1,3,3-Trinitroazetidine
- Names: Preferred IUPAC name 1,3,3-Trinitroazetidine

Identifiers
- CAS Number: 97645-24-4;
- 3D model (JSmol): Interactive image;
- ChemSpider: 7969893;
- PubChem CID: 9794126;
- UNII: 41T9FAH22H;
- CompTox Dashboard (EPA): DTXSID20913764 ;

Properties
- Chemical formula: C_{3}H_{4}N_{4}O_{6}
- Molar mass: 192.087 g·mol^{−1}
- Appearance: Pale yellow crystals
- Density: 1.86 g⁄cm^{3}
- Melting point: 101 °C (214 °F; 374 K)
- Boiling point: 252 °C (486 °F; 525 K)

Structure
- Crystal structure: Orthorhombic

Explosive data
- Detonation velocity: 9597 m/s

= 1,3,3-Trinitroazetidine =

1,3,3-Trinitroazetidine (TNAZ) is an explosive heterocyclic compound that has been considered as a potential replacement for TNT because of its low melting point (101 °C) and good thermal stability (up to 240 °C).
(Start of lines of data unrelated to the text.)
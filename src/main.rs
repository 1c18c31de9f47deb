//! lemon demo server.
//!
//! Serves a small application showing routing, reverse URLs, form handling
//! with XSRF protection and static files.
//!
//! ```text
//! lemon --config lemon.toml --bind 127.0.0.1:8000 --log-level debug
//! ```

use std::path::PathBuf;

use axum::http::Method;
use clap::Parser;
use serde_json::json;

use lemon::config::{load_config, AppConfig};
use lemon::lifecycle::{signals, Shutdown};
use lemon::observability::logging::init_logging;
use lemon::routing::RouteError;
use lemon::{
    add_route, Application, HandlerContext, HandlerResult, HttpServer, Params, PathArgs,
    RequestHandler, Route,
};

#[derive(Parser, Debug)]
#[command(name = "lemon", version, about = "Run the lemon demo application")]
struct Cli {
    /// Path to a TOML configuration file.
    #[arg(short, long)]
    config: Option<PathBuf>,

    /// Override the listener bind address.
    #[arg(short, long)]
    bind: Option<String>,

    /// Override the log level (trace, debug, info, warn, error).
    #[arg(long)]
    log_level: Option<String>,
}

#[derive(Default)]
struct HomeHandler;

impl RequestHandler for HomeHandler {
    fn get(&mut self, ctx: &mut HandlerContext, _args: &PathArgs) -> HandlerResult {
        let user_url = ctx.reverse_url("user", &["42"])?;
        let echo_url = ctx.reverse_url("echo", &[])?;
        ctx.write_str(&format!(
            "<h1>Hello from lemon</h1>\
             <p><a href=\"{user_url}\">a user</a> | <a href=\"{echo_url}\">echo form</a></p>"
        ));
        Ok(())
    }
}

#[derive(Default)]
struct UserHandler;

impl RequestHandler for UserHandler {
    fn path_args(&self, _method: &Method) -> Option<usize> {
        Some(1)
    }

    fn get(&mut self, ctx: &mut HandlerContext, args: &PathArgs) -> HandlerResult {
        let [id] = args.exactly::<1>()?;
        let url = ctx.reverse_url("user", &[id])?;
        ctx.write_json(&json!({ "id": id, "url": url }))
    }
}

#[derive(Default)]
struct EchoHandler;

impl RequestHandler for EchoHandler {
    fn get(&mut self, ctx: &mut HandlerContext, _args: &PathArgs) -> HandlerResult {
        let form = ctx.xsrf_form_html();
        ctx.write_str(&format!(
            "<form method=\"post\">{form}<input name=\"message\"><button>Send</button></form>"
        ));
        Ok(())
    }

    fn post(&mut self, ctx: &mut HandlerContext, _args: &PathArgs) -> HandlerResult {
        let message = ctx.get_argument("message", "");
        ctx.set_header("content-type", "text/plain; charset=UTF-8");
        ctx.write_str(&message);
        Ok(())
    }
}

fn demo_routes() -> Result<Vec<Route>, RouteError> {
    Ok(vec![
        add_route::<HomeHandler>("/", Params::new(), Some("home"))?,
        add_route::<UserHandler>("/user/([0-9]+)", Params::new(), Some("user"))?,
        add_route::<EchoHandler>("/echo", Params::new(), Some("echo"))?,
    ])
}

fn main() -> Result<(), Box<dyn std::error::Error>> {
    let cli = Cli::parse();

    let mut config = match &cli.config {
        Some(path) => load_config(path)?,
        None => AppConfig::default(),
    };
    if let Some(bind) = cli.bind {
        config.listener.bind_address = bind;
    }
    if let Some(level) = cli.log_level {
        config.log_level = level;
    }

    init_logging(&config.log_level);
    tracing::info!("lemon v{} starting", env!("CARGO_PKG_VERSION"));

    let available = std::thread::available_parallelism()
        .map(|n| n.get())
        .unwrap_or(1);
    let workers = config.worker_threads(available);
    tracing::info!(
        bind_address = %config.listener.bind_address,
        workers,
        tls = config.tls_enabled(),
        "Configuration loaded"
    );

    let runtime = tokio::runtime::Builder::new_multi_thread()
        .worker_threads(workers)
        .enable_all()
        .build()?;
    runtime.block_on(serve(config))
}

async fn serve(config: AppConfig) -> Result<(), Box<dyn std::error::Error>> {
    let app = Application::new(demo_routes()?, config)?;

    let shutdown = Shutdown::new();
    signals::spawn_signal_listener(&shutdown);

    HttpServer::new(app).start(shutdown.subscribe()).await?;

    tracing::info!("Shutdown complete");
    Ok(())
}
TNAZ was first synthesized by Archibald et al. in 1990. Several synthesis routes are known, and bulk production of several hundred kilogram batches has been demonstrated at Los Alamos National Laboratory.

== Properties ==
The compound crystallizes in an orthorhombic lattice with the space group Pbca. Thermolysis occurs starting around 240 °C - 250 °C with decomposition products that include nitrogen dioxide, nitric oxide, nitrous acid, carbon dioxide, and formaldehyde. It has a heat of decomposition of 6343 kJ/kg, and a detonation pressure of 36.4 GPa.